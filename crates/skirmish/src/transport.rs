//! The seam between the engine and the broker.
//!
//! The engine never talks to a concrete broker type. It publishes through
//! [`Publisher`] and consumes through [`Transport`]; `skirmish-broker`
//! provides the in-memory implementation, and a real AMQP adapter would
//! implement the same pair.

use async_trait::async_trait;
use tokio::sync::mpsc;

use crate::error::{PublishError, TransportError};

/// Maximum unacknowledged deliveries per consumer.
pub const PREFETCH_WINDOW: usize = 10;

/// Queue durability policy.
///
/// Transient queues are exclusive to their declaring connection and auto
/// delete with it; durable queues survive the broker and are shared.
#[derive(Debug, Clone, Copy, PartialEq, Eq)]
pub enum QueueType {
    Durable,
    Transient,
}

/// Outbound publish capability with confirm semantics: `publish` resolves
/// only once the broker has accepted the message.
#[async_trait]
pub trait Publisher: Send + Sync {
    async fn publish(
        &self,
        exchange: &str,
        routing_key: &str,
        content_type: &str,
        payload: Vec<u8>,
    ) -> Result<(), PublishError>;
}

/// Full consumer-side capability: declare/bind queues and open delivery
/// streams with a bounded in-flight window.
#[async_trait]
pub trait Transport: Publisher {
    /// Declare `queue` with the given durability policy, attach the
    /// dead-letter exchange, and bind it to `exchange` under
    /// `routing_key`. Declaring an existing queue with matching options
    /// is a no-op; only the new binding is added.
    async fn declare_and_bind(
        &self,
        exchange: &str,
        queue: &str,
        routing_key: &str,
        queue_type: QueueType,
    ) -> Result<(), TransportError>;

    /// Open a delivery stream over `queue`. The broker holds back further
    /// deliveries while `prefetch` of them are unacknowledged.
    async fn consume(
        &self,
        queue: &str,
        prefetch: usize,
    ) -> Result<mpsc::Receiver<Delivery>, TransportError>;
}

/// One message handed to a consumer. Must be settled exactly once via
/// [`Delivery::ack`] or [`Delivery::nack`].
pub struct Delivery {
    routing_key: String,
    payload: Vec<u8>,
    acker: Box<dyn Acker>,
}

impl Delivery {
    pub fn new(routing_key: String, payload: Vec<u8>, acker: Box<dyn Acker>) -> Self {
        Self {
            routing_key,
            payload,
            acker,
        }
    }

    pub fn routing_key(&self) -> &str {
        &self.routing_key
    }

    pub fn payload(&self) -> &[u8] {
        &self.payload
    }

    /// Settle positively: the message is done and removed.
    pub async fn ack(self) -> Result<(), TransportError> {
        self.acker.ack().await
    }

    /// Settle negatively. `requeue: true` returns the message to its
    /// queue for redelivery; `requeue: false` routes it to the
    /// dead-letter exchange.
    pub async fn nack(self, requeue: bool) -> Result<(), TransportError> {
        self.acker.nack(requeue).await
    }
}

impl std::fmt::Debug for Delivery {
    fn fmt(&self, f: &mut std::fmt::Formatter<'_>) -> std::fmt::Result {
        f.debug_struct("Delivery")
            .field("routing_key", &self.routing_key)
            .field("payload_len", &self.payload.len())
            .finish()
    }
}

/// Broker-side settlement primitive behind a [`Delivery`].
#[async_trait]
pub trait Acker: Send {
    async fn ack(self: Box<Self>) -> Result<(), TransportError>;
    async fn nack(self: Box<Self>, requeue: bool) -> Result<(), TransportError>;
}
//! The error taxonomy of the dispatcher and execution engine.
//!
//! These are *kinds*, not wire types: everything that crosses a transport boundary
//! is flattened to a string in the envelope's `exceptions` array (spec §6/§9), but
//! internally every fallible path returns one of these variants so callers can match
//! on retryability instead of parsing messages.

use std::time::Duration;

use thiserror::Error;

/// Errors observed by the client dispatcher (C4) while submitting an operation.
#[derive(Debug, Error)]
pub enum DispatchError {
  /// TCP attempt timed out, or the HTTP socket errored. Retryable.
  #[error("transient network error: {0}")]
  TransientNetwork(#[source] std::io::Error),

  /// The TCP peer dropped the connection mid-request. The dispatcher falls back to
  /// HTTP with `forceRedo=true`; this variant is surfaced only if that fall back
  /// also exhausts its attempts.
  #[error("tcp channel closed by peer")]
  ChannelClosed,

  /// Every attempt in the backoff schedule timed out.
  #[error("operation timed out after {attempts} attempts ({elapsed:?} elapsed)")]
  BackoffExhausted { attempts: u32, elapsed: Duration },

  /// The deployment rejected a write because this instance does not own the inode.
  #[error("not authorized here: owning deployment is {owner}")]
  NotAuthorizedHere { owner: u32 },

  /// The handler raised; message captured from the envelope's `exceptions` entry.
  #[error("operation failed: {0}")]
  OperationFailed(String),

  /// Envelope could not be decoded (malformed JSON, missing fields).
  #[error("malformed response envelope: {0}")]
  MalformedEnvelope(String),
}

impl DispatchError {
  /// Whether the dispatcher should retry (possibly via the other transport) on this
  /// error, per spec §7's propagation rules. `NotAuthorizedHere` is retryable
  /// because the dispatcher refreshes C3 from the mapping hint before the next
  /// attempt (spec §4.5 "the client is expected to refresh C3... and retry").
  pub fn is_retryable(&self) -> bool {
    matches!(
      self,
      DispatchError::TransientNetwork(_) | DispatchError::ChannelClosed | DispatchError::NotAuthorizedHere { .. }
    )
  }
}

/// Errors observed by the server execution engine (C5) while processing a task.
#[derive(Debug, Error)]
pub enum ExecutionError {
  /// `opName` has no registered handler.
  #[error("no such operation: {0}")]
  NoSuchOperation(String),

  /// The worker exceeded `worker.timeoutMs`. The envelope is still returned, per
  /// spec §7 ("result envelope still returned").
  #[error("operation timed out after {0:?}")]
  OperationTimedOut(Duration),

  /// A write landed on a deployment that does not own the target inode.
  #[error("not authorized here: owning deployment is {owner}")]
  NotAuthorizedHere { owner: u32 },

  /// The handler itself raised. Message only; real cause is opaque to the core.
  #[error("handler failed: {0}")]
  HandlerFailed(String),

  /// Cold-start initialization (config load, registry join) failed. Fatal: the
  /// caller is expected to terminate the instance after this is returned.
  #[error("fatal initialization error: {0}")]
  Fatal(String),
}

impl ExecutionError {
  /// The string recorded in the envelope's `exceptions` array for this error.
  pub fn as_exception_string(&self) -> String {
    self.to_string()
  }

  /// Whether this error should terminate the serverless instance rather than being
  /// packaged into a response envelope.
  pub fn is_fatal(&self) -> bool {
    matches!(self, ExecutionError::Fatal(_))
  }
}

*Task item*.
Return, from the material above, every line with the word "ExecutionError".

*Written response*.
pub enum ExecutionError {
impl ExecutionError {
    matches!(self, ExecutionError::Fatal(_))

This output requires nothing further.